START Data records

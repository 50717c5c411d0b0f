//! Cell reference parsing and formatting.
//!
//! Converts between A1-style references ("A1", "$B$2", "XFD1048576") and
//! zero-indexed row/column coordinates, and handles the sheet-qualified form
//! used throughout the dependency graph ("Sheet1!A1", "'My Sheet'!B2").
//!
//! # Examples
//!
//! ```
//! use excelint_engine::model::CellRef;
//!
//! let cell = CellRef::parse("B3").unwrap();
//! assert_eq!(cell.col, 1);
//! assert_eq!(cell.row, 2);
//! assert_eq!(cell.to_string(), "B3");
//! ```

use regex::Regex;
use serde::{Deserialize, Serialize};
use std::fmt;
use std::sync::OnceLock;

/// Largest column index Excel accepts (XFD), zero-indexed.
pub const MAX_COLUMN: usize = 16_383;
/// Largest row index Excel accepts (1048576), zero-indexed.
pub const MAX_ROW: usize = 1_048_575;

/// A reference to a cell by row and column indices (0-indexed).
///
/// Field order gives row-major ordering, which is the order detectors walk a sheet in.
#[derive(Clone, Copy, Debug, Hash, Eq, PartialEq, Ord, PartialOrd, Serialize, Deserialize)]
pub struct CellRef {
    pub row: usize,
    pub col: usize,
}

fn a1_re() -> &'static Regex {
    static A1_RE: OnceLock<Regex> = OnceLock::new();
    A1_RE.get_or_init(|| {
        Regex::new(r"^\$?(?<letters>[A-Za-z]+)\$?(?<numbers>[0-9]+)$")
            .expect("A1 reference regex must compile")
    })
}

impl CellRef {
    pub fn new(col: usize, row: usize) -> CellRef {
        CellRef { row, col }
    }

    /// Parse an A1-style reference, with or without `$` anchors.
    /// Returns None if the input is malformed or outside the Excel grid.
    pub fn parse(name: &str) -> Option<CellRef> {
        let cell = Self::parse_unbounded(name)?;
        cell.is_within_limits().then_some(cell)
    }

    /// Like [`CellRef::parse`] but accepts coordinates beyond the Excel grid.
    /// Used to report out-of-range references instead of silently dropping them.
    pub fn parse_unbounded(name: &str) -> Option<CellRef> {
        let caps = a1_re().captures(name.trim())?;
        let col = Self::letters_to_col(&caps["letters"])?;
        let row = caps["numbers"].parse::<usize>().ok()?.checked_sub(1)?;
        Some(CellRef::new(col, row))
    }

    pub fn is_within_limits(&self) -> bool {
        self.col <= MAX_COLUMN && self.row <= MAX_ROW
    }

    /// Convert column letters to a zero-indexed column ("A" -> 0, "AA" -> 26).
    pub fn letters_to_col(letters: &str) -> Option<usize> {
        if letters.is_empty() {
            return None;
        }
        let mut col_acc = 0usize;
        for c in letters.to_ascii_uppercase().bytes() {
            if !c.is_ascii_uppercase() {
                return None;
            }
            let digit = (c - b'A') as usize + 1;
            col_acc = col_acc.checked_mul(26)?.checked_add(digit)?;
        }
        col_acc.checked_sub(1)
    }

    /// Convert column index to spreadsheet-style letters (0 -> A, 25 -> Z, 26 -> AA).
    pub fn col_to_letters(col: usize) -> String {
        let mut result = String::new();
        let mut n = col as u128 + 1;
        while n > 0 {
            n -= 1;
            result.insert(0, (b'A' + (n % 26) as u8) as char);
            n /= 26;
        }
        result
    }

    /// Shift by a signed offset, returning None when the result leaves the grid.
    pub fn offset(&self, d_row: isize, d_col: isize) -> Option<CellRef> {
        let row = self.row.checked_add_signed(d_row)?;
        let col = self.col.checked_add_signed(d_col)?;
        let cell = CellRef::new(col, row);
        cell.is_within_limits().then_some(cell)
    }
}

impl std::str::FromStr for CellRef {
    type Err = String;

    fn from_str(s: &str) -> Result<Self, Self::Err> {
        Self::parse(s).ok_or_else(|| format!("Invalid cell reference: {}", s))
    }
}

impl fmt::Display for CellRef {
    fn fmt(&self, f: &mut fmt::Formatter) -> fmt::Result {
        write!(f, "{}{}", CellRef::col_to_letters(self.col), self.row + 1)
    }
}

/// A cell reference qualified with the sheet it lives on.
#[derive(Clone, Debug, Hash, Eq, PartialEq, Ord, PartialOrd)]
pub struct QualifiedRef {
    pub sheet: String,
    pub cell: CellRef,
}

impl QualifiedRef {
    pub fn new(sheet: impl Into<String>, cell: CellRef) -> Self {
        QualifiedRef {
            sheet: sheet.into(),
            cell,
        }
    }

    /// Parse `Sheet!A1` or `'My Sheet'!A1`. A bare `A1` resolves against `default_sheet`.
    pub fn parse(text: &str, default_sheet: &str) -> Option<QualifiedRef> {
        let (sheet, address) = split_qualified(text);
        let cell = CellRef::parse(address)?;
        Some(QualifiedRef::new(sheet.unwrap_or(default_sheet), cell))
    }

    /// The canonical graph key, `Sheet!A1`.
    pub fn key(&self) -> String {
        format!("{}!{}", self.sheet, self.cell)
    }
}

impl fmt::Display for QualifiedRef {
    fn fmt(&self, f: &mut fmt::Formatter) -> fmt::Result {
        write!(f, "{}!{}", self.sheet, self.cell)
    }
}

/// Split `Sheet!A1` into (`Some("Sheet")`, `"A1"`), unquoting `'My Sheet'`.
/// A reference without a sheet prefix yields (`None`, text).
pub fn split_qualified(text: &str) -> (Option<&str>, &str) {
    match text.rsplit_once('!') {
        Some((sheet, address)) => {
            let sheet = sheet
                .strip_prefix('\'')
                .and_then(|s| s.strip_suffix('\''))
                .unwrap_or(sheet);
            (Some(sheet), address)
        }
        None => (None, text),
    }
}

#[cfg(test)]
mod tests {
    use super::*;

    #[test]
    fn test_parse_single_and_multi_letter_columns() {
        assert_eq!(CellRef::parse("A1"), Some(CellRef::new(0, 0)));
        assert_eq!(CellRef::parse("Z1"), Some(CellRef::new(25, 0)));
        assert_eq!(CellRef::parse("AA10"), Some(CellRef::new(26, 9)));
        assert_eq!(CellRef::parse("ba1"), Some(CellRef::new(52, 0)));
    }

    #[test]
    fn test_parse_absolute_anchors() {
        assert_eq!(CellRef::parse("$C$5"), Some(CellRef::new(2, 4)));
        assert_eq!(CellRef::parse("C$5"), Some(CellRef::new(2, 4)));
    }

    #[test]
    fn test_parse_rejects_beyond_excel_grid() {
        assert!(CellRef::parse("XFD1048576").is_some());
        assert!(CellRef::parse("XFE1").is_none());
        assert!(CellRef::parse("A1048577").is_none());
        assert_eq!(CellRef::parse_unbounded("XFE1"), Some(CellRef::new(16_384, 0)));
    }

    #[test]
    fn test_parse_rejects_row_zero_and_garbage() {
        assert!(CellRef::parse("A0").is_none());
        assert!(CellRef::parse("1A").is_none());
        assert!(CellRef::parse("").is_none());
    }

    #[test]
    fn test_col_to_letters_round_trip_boundaries() {
        assert_eq!(CellRef::col_to_letters(0), "A");
        assert_eq!(CellRef::col_to_letters(25), "Z");
        assert_eq!(CellRef::col_to_letters(26), "AA");
        assert_eq!(CellRef::col_to_letters(MAX_COLUMN), "XFD");
    }

    #[test]
    fn test_huge_column_overflow_is_rejected() {
        let letters = "Z".repeat(40);
        assert!(CellRef::parse_unbounded(&format!("{}1", letters)).is_none());
    }

    #[test]
    fn test_row_major_ordering() {
        let mut cells = vec![CellRef::new(0, 1), CellRef::new(1, 0), CellRef::new(0, 0)];
        cells.sort();
        assert_eq!(cells, vec![CellRef::new(0, 0), CellRef::new(1, 0), CellRef::new(0, 1)]);
    }

    #[test]
    fn test_qualified_ref_parsing() {
        let q = QualifiedRef::parse("'My Sheet'!B2", "Sheet1").unwrap();
        assert_eq!(q.sheet, "My Sheet");
        assert_eq!(q.key(), "My Sheet!B2");

        let bare = QualifiedRef::parse("C3", "Data").unwrap();
        assert_eq!(bare.key(), "Data!C3");
    }

    #[test]
    fn test_offset_stays_on_grid() {
        let a1 = CellRef::new(0, 0);
        assert!(a1.offset(-1, 0).is_none());
        assert_eq!(a1.offset(2, 1), Some(CellRef::new(1, 2)));
    }
}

END Data records

§ Instructions to follow:
When a line among the entries contains "OnceLock", pull that line out.

§ Answer below:
use std::sync::OnceLock;
    static A1_RE: OnceLock<Regex> = OnceLock::new();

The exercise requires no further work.